Saved data entries.
//! System-wide constants and policy defaults.

/// Digits in a mainland mobile number.
pub const PHONE_LENGTH: usize = 11;

/// Digits that identify the carrier and segment.
pub const PREFIX_LENGTH: usize = 3;

/// Independent candidate draws before random allocation gives up.
pub const DEFAULT_MAX_RANDOM_ATTEMPTS: usize = 3;

/// Probability that polling an active lease yields a code.
pub const DEFAULT_DELIVERY_PROBABILITY: f64 = 0.7;

/// Digits in a delivered verification code.
pub const DEFAULT_CODE_LENGTH: usize = 6;

/// Message body for a delivered code. `{code}` is substituted.
pub const DEFAULT_SMS_TEMPLATE: &str =
    "Your verification code is {code}. If this was not you, do not share it with anyone.";

/// Concurrent lease operations admitted before shedding load.
pub const DEFAULT_ADMISSION_PERMITS: usize = 50;

/// Lock shards in the number book.
pub const DEFAULT_STORE_SHARDS: usize = 64;

/// Calls per account allowed within the rate-limit window.
pub const DEFAULT_RATE_LIMIT_CALLS: usize = 100;

/// Rate-limit window in milliseconds.
pub const DEFAULT_RATE_LIMIT_WINDOW_MS: u64 = 60_000;

/// Session lifetime in seconds (30 days).
pub const DEFAULT_SESSION_TTL_SECS: i64 = 30 * 24 * 60 * 60;

/// Length of issued session tokens.
pub const SESSION_TOKEN_LENGTH: usize = 32;

/// Outcome code of a successful operation.
pub const OUTCOME_OK: i32 = 1;

/// Outcome code of a generic failure.
pub const OUTCOME_FAILURE: i32 = -1;

/// Outcome code when the free balance cannot cover the unit price.
pub const OUTCOME_INSUFFICIENT_BALANCE: i32 = -2;

/// Outcome code when random allocation exhausted its draws.
pub const OUTCOME_NO_AVAILABLE_NUMBER: i32 = -3;

/// Version string.
pub const VERSION: &str = env!("CARGO_PKG_VERSION");

/// Service name.
pub const SERVICE_NAME: &str = "numlease";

HOW TO COMPLETE THIS TASK. Check each line of the data above for the word "allocation" and state how many lines contain it, with no other text.

RESULT FOR THIS TASK. 2